After the outage, Melgar got together with UMass' CIO and senior vice president of finance for joint meetings, later adding other staff to their calls. They created a resource group around the incident that pulled from the IT, finance and HR departments. Members of the group worked side by side in call centers to solve the problem.
They worked thoughtfully and collaboratively, Melgar said. "We were making decisions that, in retrospect, I think would be considered the best option given the difficult situation we were in."
Planning for future incidents
Following the ransomware attack, Melgar said UMass is still a Kronos customer; "We have to be."

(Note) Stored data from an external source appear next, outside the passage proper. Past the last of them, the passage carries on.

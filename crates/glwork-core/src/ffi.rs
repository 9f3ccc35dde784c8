//! The C-repr call record and the GL function table.
//!
//! The table in this file is the only place the function numbering is
//! written down. The Rust enum, the per-function [`Schema`] and the C header
//! produced by [`crate::header::render_c_header`] are all derived from it, so
//! the host and native sides cannot drift apart.

use std::fmt;

use num_derive::{FromPrimitive, ToPrimitive};
use num_traits::FromPrimitive;

use crate::error::DispatchError;

// =====================================================================
// Result codes
// =====================================================================

/// Returned by the C entry points when a call is rejected.
pub const FN_FAIL: usize = usize::MAX;
/// `processFnChecked` status: the call ran and `*ret` holds its result word.
pub const FN_SUCCESS: i32 = 0;
/// `processFnChecked` status: the call was refused and `*ret` is untouched.
pub const FN_REJECTED: i32 = -1;

/// Number of word-sized argument slots in a [`FnArgs`] record.
pub const ARG_SLOTS: usize = 10;

// =====================================================================
// Schema
// =====================================================================

/// What the word returned from a dispatch means.
#[derive(Debug, Clone, Copy, PartialEq, Eq)]
pub enum ResultKind {
    /// The GL function returns nothing; the word is `0`.
    Void,
    /// The GL function's own return value (ids, locations, enums).
    Value,
    /// Number of bytes written through the output buffer.
    ByteCount,
}

/// How a function uses memory addresses.
#[derive(Debug, Clone, Copy, PartialEq, Eq)]
pub enum PointerUse {
    None,
    /// `parg` points at input data read by GL.
    Input,
    /// `parg` points at a caller buffer GL writes into.
    Output,
    /// An argument slot carries an address.
    Slot,
}

/// Static description of one GL function in the table.
#[derive(Debug, Clone, Copy, PartialEq, Eq)]
pub struct Schema {
    /// Native GL symbol the call ends up in.
    pub symbol: &'static str,
    /// Number of populated argument slots.
    pub arity: usize,
    pub result: ResultKind,
    pub pointer: PointerUse,
}

impl Schema {
    /// A call blocks its issuer when it yields a value or references memory.
    pub fn is_blocking(&self) -> bool {
        self.result != ResultKind::Void || self.pointer != PointerUse::None
    }
}

const UNDEFINED_SCHEMA: Schema = Schema {
    symbol: "<undefined>",
    arity: 0,
    result: ResultKind::Void,
    pointer: PointerUse::None,
};

macro_rules! gl_functions {
    ($($tag:literal => $name:ident, $symbol:literal, $arity:literal, $result:ident, $pointer:ident;)*) => {
        /// Identifies one supported GL entry point.
        ///
        /// `Undefined` is the zero value and marks an uninitialized or corrupt
        /// record; it is never dispatched.
        #[repr(u32)]
        #[derive(Debug, Clone, Copy, PartialEq, Eq, Hash, FromPrimitive, ToPrimitive)]
        pub enum GlFn {
            Undefined = 0,
            $($name = $tag,)*
        }

        impl GlFn {
            /// Every dispatchable function, in tag order.
            pub const ALL: &'static [GlFn] = &[$(GlFn::$name,)*];

            pub fn schema(self) -> &'static Schema {
                match self {
                    GlFn::Undefined => &UNDEFINED_SCHEMA,
                    $(GlFn::$name => &Schema {
                        symbol: $symbol,
                        arity: $arity,
                        result: ResultKind::$result,
                        pointer: PointerUse::$pointer,
                    },)*
                }
            }
        }
    };
}

gl_functions! {
    1  => ActiveTexture,           "glActiveTexture",           1, Void,      None;
    2  => AttachShader,            "glAttachShader",            2, Void,      None;
    3  => BindBuffer,              "glBindBuffer",              2, Void,      None;
    4  => BindTexture,             "glBindTexture",             2, Void,      None;
    5  => BindVertexArray,         "glBindVertexArray",         1, Void,      None;
    6  => BlendColor,              "glBlendColor",              4, Void,      None;
    7  => BlendFunc,               "glBlendFunc",               2, Void,      None;
    8  => BufferData,              "glBufferData",              3, Void,      Input;
    9  => Clear,                   "glClear",                   1, Void,      None;
    10 => ClearColor,              "glClearColor",              4, Void,      None;
    11 => CompileShader,           "glCompileShader",           1, Void,      None;
    12 => CreateProgram,           "glCreateProgram",           0, Value,     None;
    13 => CreateShader,            "glCreateShader",            1, Value,     None;
    14 => DeleteBuffer,            "glDeleteBuffers",           1, Void,      None;
    15 => DeleteTexture,           "glDeleteTextures",          1, Void,      None;
    16 => Disable,                 "glDisable",                 1, Void,      None;
    17 => DrawArrays,              "glDrawArrays",              3, Void,      None;
    18 => Enable,                  "glEnable",                  1, Void,      None;
    19 => EnableVertexAttribArray, "glEnableVertexAttribArray", 1, Void,      None;
    20 => Flush,                   "glFlush",                   0, Void,      None;
    21 => GenBuffer,               "glGenBuffers",              0, Value,     None;
    22 => GenTexture,              "glGenTextures",             0, Value,     None;
    23 => GenVertexArray,          "glGenVertexArrays",         0, Value,     None;
    24 => GetAttribLocation,       "glGetAttribLocation",       2, Value,     Slot;
    25 => GetError,                "glGetError",                0, Value,     None;
    26 => GetShaderInfoLog,        "glGetShaderInfoLog",        2, ByteCount, Output;
    27 => GetShaderSource,         "glGetShaderSource",         2, ByteCount, Output;
    28 => GetShaderiv,             "glGetShaderiv",             2, Value,     None;
    29 => GetTexParameteriv,       "glGetTexParameteriv",       2, ByteCount, Output;
    30 => GetUniformLocation,      "glGetUniformLocation",      2, Value,     Slot;
    31 => LinkProgram,             "glLinkProgram",             1, Void,      None;
    32 => ReadPixels,              "glReadPixels",              6, ByteCount, Output;
    33 => Scissor,                 "glScissor",                 4, Void,      None;
    34 => ShaderSource,            "glShaderSource",            3, Void,      Slot;
    35 => TexImage2D,              "glTexImage2D",              7, Void,      Input;
    36 => TexParameteri,           "glTexParameteri",           3, Void,      None;
    37 => Uniform1f,               "glUniform1f",               2, Void,      None;
    38 => Uniform4f,               "glUniform4f",               5, Void,      None;
    39 => Uniform4fv,              "glUniform4fv",              2, Void,      Input;
    40 => UseProgram,              "glUseProgram",              1, Void,      None;
    41 => VertexAttribPointer,     "glVertexAttribPointer",     6, Void,      None;
    42 => Viewport,                "glViewport",                4, Void,      None;
}

impl GlFn {
    /// Map a raw tag from across the boundary onto a dispatchable function.
    pub fn from_tag(tag: u32) -> Result<GlFn, DispatchError> {
        match GlFn::from_u32(tag) {
            Some(GlFn::Undefined) => Err(DispatchError::Undefined),
            Some(func) => Ok(func),
            None => Err(DispatchError::UnknownFunction(tag)),
        }
    }

    pub fn tag(self) -> u32 {
        self as u32
    }

    pub fn is_blocking(self) -> bool {
        self.schema().is_blocking()
    }

    /// Name of the matching constant in the C header, e.g. `glfnBindTexture`.
    pub fn c_name(self) -> String {
        match self {
            GlFn::Undefined => "glfnUNDEFINED".to_string(),
            func => format!("glfn{func:?}"),
        }
    }
}

impl fmt::Display for GlFn {
    fn fmt(&self, f: &mut fmt::Formatter<'_>) -> fmt::Result {
        f.write_str(self.schema().symbol)
    }
}

// =====================================================================
// C-repr call record
// =====================================================================

/// One encoded GL call as it crosses the boundary (`struct fnargs`).
///
/// Only the first `schema().arity` slots are meaningful for a given tag.
#[repr(C)]
#[derive(Debug, Clone, Copy, Default, PartialEq, Eq)]
pub struct FnArgs {
    pub func: u32,
    pub args: [usize; ARG_SLOTS],
}

impl FnArgs {
    pub fn new(func: GlFn) -> Self {
        Self {
            func: func.tag(),
            args: [0; ARG_SLOTS],
        }
    }

    pub fn function(&self) -> Result<GlFn, DispatchError> {
        GlFn::from_tag(self.func)
    }
}

/// Conversions between typed GL values and argument words.
///
/// Signed integers are stored sign-extended and read back by truncation;
/// floats travel as their IEEE-754 bit pattern in the low 32 bits.
pub mod word {
    pub fn from_i32(value: i32) -> usize {
        value as isize as usize
    }

    pub fn from_u32(value: u32) -> usize {
        value as usize
    }

    pub fn from_f32(value: f32) -> usize {
        value.to_bits() as usize
    }

    pub fn from_bool(value: bool) -> usize {
        usize::from(value)
    }

    pub fn to_i32(word: usize) -> i32 {
        word as i32
    }

    pub fn to_u32(word: usize) -> u32 {
        word as u32
    }

    pub fn to_f32(word: usize) -> f32 {
        f32::from_bits(word as u32)
    }

    pub fn to_bool(word: usize) -> bool {
        word != 0
    }
}

#[cfg(test)]
mod tests {
    use super::*;

    #[test]
    fn numbering_is_stable() {
        assert_eq!(GlFn::Undefined.tag(), 0);
        assert_eq!(GlFn::ActiveTexture.tag(), 1);
        assert_eq!(GlFn::BindTexture.tag(), 4);
        assert_eq!(GlFn::GetError.tag(), 25);
        assert_eq!(GlFn::ReadPixels.tag(), 32);
        assert_eq!(GlFn::Viewport.tag(), 42);
    }

    #[test]
    fn table_is_dense_and_ordered() {
        for (index, func) in GlFn::ALL.iter().enumerate() {
            assert_eq!(func.tag() as usize, index + 1, "{func:?}");
        }
    }

    #[test]
    fn arity_fits_in_record() {
        assert!(GlFn::ALL.iter().all(|f| f.schema().arity <= ARG_SLOTS));
        assert_eq!(GlFn::Flush.schema().arity, 0);
        assert_eq!(GlFn::TexImage2D.schema().arity, 7);
    }

    #[test]
    fn undefined_and_out_of_range_tags_are_rejected() {
        assert_eq!(GlFn::from_tag(0), Err(DispatchError::Undefined));
        assert_eq!(GlFn::from_tag(43), Err(DispatchError::UnknownFunction(43)));
        assert_eq!(
            GlFn::from_tag(u32::MAX),
            Err(DispatchError::UnknownFunction(u32::MAX))
        );
        assert_eq!(GlFn::from_tag(17), Ok(GlFn::DrawArrays));
    }

    #[test]
    fn blocking_follows_schema() {
        assert!(!GlFn::BindTexture.is_blocking());
        assert!(!GlFn::Flush.is_blocking());
        assert!(GlFn::GenBuffer.is_blocking());
        assert!(GlFn::BufferData.is_blocking());
        assert!(GlFn::ShaderSource.is_blocking());
        assert!(GlFn::ReadPixels.is_blocking());
    }

    #[test]
    fn float_words_keep_their_bits() {
        for value in [0.0f32, -0.0, 1.5, -273.15, f32::MIN_POSITIVE, f32::INFINITY] {
            assert_eq!(word::to_f32(word::from_f32(value)).to_bits(), value.to_bits());
        }
    }

    #[test]
    fn negative_ints_are_sign_extended() {
        assert_eq!(word::from_i32(-1), usize::MAX);
        assert_eq!(word::to_i32(word::from_i32(-1)), -1);
        assert_eq!(word::to_i32(word::from_i32(i32::MIN)), i32::MIN);
    }

    #[test]
    fn c_names_match_header_convention() {
        assert_eq!(GlFn::Undefined.c_name(), "glfnUNDEFINED");
        assert_eq!(GlFn::GetShaderiv.c_name(), "glfnGetShaderiv");
        assert_eq!(GlFn::TexImage2D.to_string(), "glTexImage2D");
    }

    #[test]
    fn checked_status_codes_never_collide() {
        assert_ne!(FN_SUCCESS, FN_REJECTED);
        assert_eq!(FN_SUCCESS, 0);
    }
}
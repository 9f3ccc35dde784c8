//! Shared vocabulary of the GL call bridge.
//!
//! - [`GlFn`] numbers the supported GL entry points.
//! - [`FnArgs`] is the fixed-shape record that crosses the C boundary.
//! - [`GlCall`] is the same call with typed arguments.
//!
//! Dispatching calls to a driver lives in `glwork-gl`.

pub mod call;
pub mod error;
pub mod ffi;
pub mod handles;
pub mod header;
pub mod logging;
pub mod pixels;

pub use call::{Decoded, GlCall, RawCall};
pub use error::DispatchError;
pub use ffi::{word, FnArgs, GlFn, PointerUse, ResultKind, Schema, FN_FAIL};
pub use handles::*;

To replicate the system would take years, Melgar explained. "Because of the complexity of the payroll, you have to basically have another software implementation. It would literally take two years to do."
Melgar said that, due to his understanding that UMass received a fairly accelerated restoration of its system, he believed that Kronos provided its share of support. "Do I wish it was a week later or two weeks later as opposed to weeks later? Yeah, absolutely. But not knowing how bad the damage was specifically, because I'm not there, I don't know whether I can say if they did absolutely their best, or they didn't, without having that information."
"There's some employees that still believe that there's a problem, or that we failed them."
Executive vice president and chief financial officer, UMass Memorial Health
Asked how UMass is planning to respond to similar events in the future, Melgar divulged that it is working on an upgrade to its ERP system, which has a timekeeping element within it that could serve as a backup. But it will take two years before the system is up and running.
And even then, it won't be perfect, Melgar said, again noting the complexity of UMass' payroll. But it's better than nothing: "If we have it as a backup at least, we might be able to get to it a little bit smoother and not necessarily clone a payroll, which is part of what creates the problems that we ended up having to clean up."
For employers that want to prepare for such exigencies, Melgar recommended a focus on joint leadership. Executives in HR, IT, finance or similar operational roles may want to gather different groups together and inform leaders about the enormity of such problems when they occur. He also said executives need to advocate for resolving problems and support employees.
"At the end of the day, ultimately you need to be able to support the employee so that they feel confident that they're getting paid correctly," Melgar said.
Executives, he continued, need to know that employees may not understand the extent of incidents like the Kronos outage. Leaders may attempt to convey that message to employees, but this is not an easy task.
"There's some employees that still believe that there's a problem, or that we failed them," Melgar said. "You're not going to be able to convince everybody. That's just the nature of human beings."